In this article, we are going to discuss the duties of teachers to students to help them succeed and thrive in your classroom.

1. Supervision of students

 It must ensure that students are not exposed to harm and do not cause harm to others […]. The obligation of supervision must be exercised in an effective teachers towards students and vigilant manner throughout the duration of school time”.

Therefore, the school is responsible for the students it enrols, including protecting them from harm and harm and ensuring that no harm is inflicted on others. Both inside and outside the school, the pupils are under the responsibility of the school. It is therefore important that the school monitors and supervises everyone who has access to it, whether in the playgrounds, play areas and reception areas or outdoors.

The school must provide constant supervision of the student throughout the duration of his stay at the school (whether this includes all activities undertaken by the school, whether compulsory or optional). The safety of the pupils is guaranteed either by the teachers or by external parties after they have taken all the necessary measures to ensure the safety of the pupils.

During class, students are monitored and tracked. From the beginning to the end of the class, the teachers monitor them. A student’s exit from school must be supervised by a teacher. Pupils may be handed over to their parents or other persons authorized by them in written form.

The absence of pupils is recorded by the teachers. Records are checked to see if students are present during class hours.

According to school policy, individual student outings must be authorized by the school principal and must be accompanied by a parent or someone authorized by the family.

School group outings are covered in the School Outings section. Teachers are not required to supervise activities organized by the city (canteen, etc.) or school transport, which is the responsibility of the CG.

2. Morality and neutrality

The neutrality of civil servants is a legal principle of public administration. All civil servants have a statutory obligation of neutrality. This means that they must refrain from any form of discrimination whatsoever. This is a consequence of the principle of republican equality. Civil servants may not express or perform acts that would call into question their neutrality.

In other words, a teacher should not treat his students differently based on their race, religion, political beliefs or social status. On the contrary, it must treat them equally as pupils of the republican institutions of which the school is a part. His republican values ​​therefore make him responsible for teaching students to regard as sacred the republican equality that he himself embodies. You don’t have to be brave when you stand up for republican values.

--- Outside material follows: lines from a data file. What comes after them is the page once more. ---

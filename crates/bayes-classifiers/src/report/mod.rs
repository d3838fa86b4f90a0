//! Human readable rendering of evaluation results and datasets.
//!
//! Nothing in the statistical core prints; callers pick a `ReportStyle` and
//! write the returned strings wherever they like.
pub mod text;

pub use text::{format_metric, render_evaluation, render_frame, render_summary, ReportStyle};
//! Score a saved model against a whole labelled dataset.
use anyhow::{Context, Result};

use bayes_classifiers::evaluation::Evaluation;
use bayes_classifiers::io::{load_model, read_frame_with_config, ReaderConfig};
use bayes_classifiers::report::render_evaluation;

use crate::config::TrainConfig;

pub fn run_evaluation(config: &TrainConfig) -> Result<Evaluation> {
    let model = load_model(&config.model_path)
        .with_context(|| format!("Failed to load model: {}", config.model_path))?;
    let frame = read_frame_with_config(&config.data, &ReaderConfig::default(), &config.labeller)?;

    let evaluation = model
        .evaluate(&frame, &config.label_column)
        .context("Failed to evaluate model")?;
    print!("{}", render_evaluation(&evaluation, config.report_style()));
    Ok(evaluation)
}
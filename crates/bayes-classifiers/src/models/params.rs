//! Fitted parameters of the Gaussian Naive Bayes model.
use std::collections::BTreeMap;

use serde::{Deserialize, Serialize};

use crate::error::{ClassifierError, Result};

/// Label treated as the negative class.
pub const NEGATIVE_CLASS: i64 = 0;
/// Label treated as the positive class.
pub const POSITIVE_CLASS: i64 = 1;
/// Every label allowed under the two-label convention.
pub const BINARY_CLASSES: [i64; 2] = [NEGATIVE_CLASS, POSITIVE_CLASS];

/// Mean and population variance of one feature within one class.
#[derive(Debug, Clone, Copy, PartialEq, Serialize, Deserialize)]
pub struct GaussianParams {
    pub mean: f64,
    pub variance: f64,
}

impl GaussianParams {
    pub fn new(mean: f64, variance: f64) -> Self {
        Self { mean, variance }
    }

    /// Density at `x`, refusing parameters that cannot form a distribution.
    pub fn likelihood(&self, x: f64, feature: &str, class: i64) -> Result<f64> {
        if !self.mean.is_finite() || !self.variance.is_finite() {
            return Err(ClassifierError::UndefinedStatistics {
                feature: feature.to_string(),
                class,
            });
        }
        if self.variance <= 0.0 {
            return Err(ClassifierError::ZeroVariance {
                feature: feature.to_string(),
                class,
            });
        }
        Ok(gaussian_density(x, self.mean, self.variance))
    }
}

/// Normal probability density `1/sqrt(2*pi*var) * exp(-(x-mean)^2 / (2*var))`.
///
/// No validation is done here; a zero variance yields `inf` or `NaN`.
/// Prediction goes through [`GaussianParams::likelihood`] instead.
pub fn gaussian_density(x: f64, mean: f64, variance: f64) -> f64 {
    let exponent = (-(x - mean).powi(2) / (2.0 * variance)).exp();
    exponent / (2.0 * std::f64::consts::PI * variance).sqrt()
}

/// Class label to prior probability, ordered by label.
#[derive(Debug, Clone, Default, PartialEq, Serialize, Deserialize)]
#[serde(transparent)]
pub struct ClassPriors(BTreeMap<i64, f64>);

impl ClassPriors {
    pub fn new() -> Self {
        Self::default()
    }

    pub fn insert(&mut self, class: i64, probability: f64) {
        self.0.insert(class, probability);
    }

    pub fn get(&self, class: i64) -> Option<f64> {
        self.0.get(&class).copied()
    }

    pub fn iter(&self) -> impl Iterator<Item = (i64, f64)> + '_ {
        self.0.iter().map(|(&c, &p)| (c, p))
    }

    pub fn classes(&self) -> impl Iterator<Item = i64> + '_ {
        self.0.keys().copied()
    }

    pub fn len(&self) -> usize {
        self.0.len()
    }

    pub fn is_empty(&self) -> bool {
        self.0.is_empty()
    }

    pub fn total(&self) -> f64 {
        self.0.values().sum()
    }
}

impl FromIterator<(i64, f64)> for ClassPriors {
    fn from_iter<I: IntoIterator<Item = (i64, f64)>>(iter: I) -> Self {
        ClassPriors(iter.into_iter().collect())
    }
}

/// Per feature, per class Gaussian parameters.
///
/// A `None` cell marks a class that had no training rows: its mean and
/// variance are undefined and must not be used for prediction.
#[derive(Debug, Clone, Default, PartialEq)]
pub struct FeatureStats {
    cells: BTreeMap<String, BTreeMap<i64, Option<GaussianParams>>>,
}

impl FeatureStats {
    pub fn new() -> Self {
        Self::default()
    }

    pub fn insert(&mut self, feature: &str, class: i64, params: Option<GaussianParams>) {
        self.cells
            .entry(feature.to_string())
            .or_default()
            .insert(class, params);
    }

    /// Raw cell access; the outer `Option` is `None` when no cell exists.
    pub fn get(&self, feature: &str, class: i64) -> Option<Option<GaussianParams>> {
        self.cells
            .get(feature)
            .and_then(|by_class| by_class.get(&class))
            .copied()
    }

    /// Parameters to use for prediction, or the reason none are usable.
    pub fn lookup(&self, feature: &str, class: i64) -> Result<GaussianParams> {
        let by_class = self
            .cells
            .get(feature)
            .ok_or_else(|| ClassifierError::UnknownFeature(feature.to_string()))?;

        by_class
            .get(&class)
            .copied()
            .flatten()
            .ok_or_else(|| ClassifierError::UndefinedStatistics {
                feature: feature.to_string(),
                class,
            })
    }

    pub fn features(&self) -> impl Iterator<Item = &str> {
        self.cells.keys().map(|k| k.as_str())
    }

    pub fn iter(&self) -> impl Iterator<Item = (&str, i64, Option<GaussianParams>)> {
        self.cells.iter().flat_map(|(feature, by_class)| {
            by_class
                .iter()
                .map(move |(&class, &params)| (feature.as_str(), class, params))
        })
    }

    pub fn is_empty(&self) -> bool {
        self.cells.is_empty()
    }
}

impl<'a> FromIterator<(&'a str, i64, Option<GaussianParams>)> for FeatureStats {
    fn from_iter<I: IntoIterator<Item = (&'a str, i64, Option<GaussianParams>)>>(iter: I) -> Self {
        let mut stats = FeatureStats::new();
        for (feature, class, params) in iter {
            stats.insert(feature, class, params);
        }
        stats
    }
}

/// The trained classifier: class priors plus feature statistics.
#[derive(Debug, Clone, Default, PartialEq)]
pub struct Model {
    pub priors: ClassPriors,
    pub stats: FeatureStats,
}

impl Model {
    pub fn new(priors: ClassPriors, stats: FeatureStats) -> Self {
        Self { priors, stats }
    }
}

3. The obligation of professional discretion

In the performance of their duties, the teacher is required to assess all information and documents in a professional manner, without exception. The only exception is access to administrative documents expressly authorized by the regulations in force, in particular with regard to freedom of access.

4. The duty of discretion

A teacher’s duty of professional discretion consists in disclosing a known fact or information in the performance of his or her duties.

In addition, the duty of reserve, meanwhile, prohibits the expression of an opinion that goes beyond the facts. No text imposes such a duty on civil servants, and even less on teachers. It is a jurisprudential construction based on various criteria (position in the hierarchy, circumstances, methods and forms of expression).

This is how the Council of State has consistently held that the obligation of discretion is particularly strong for holders of high administrative positions. This duty of reserve stems from the principle of neutrality in the public service, which prohibits civil servants from making their position the instrument of any kind of propaganda. The scope of this obligation is assessed on a case-by-case basis by the hierarchical authority under the control of the administrative judge.

5. The reporting obligation

Any teacher who becomes aware of a crime or misdemeanor in the exercise of his duties must immediately inform the public prosecutor. The circular on sexual violence was extremely clear on this subject.

All schools and educational establishments must display the national toll-free number “119”. When professionals witness abuse of minors, they must be informed of the administrative or legal action that has already been taken.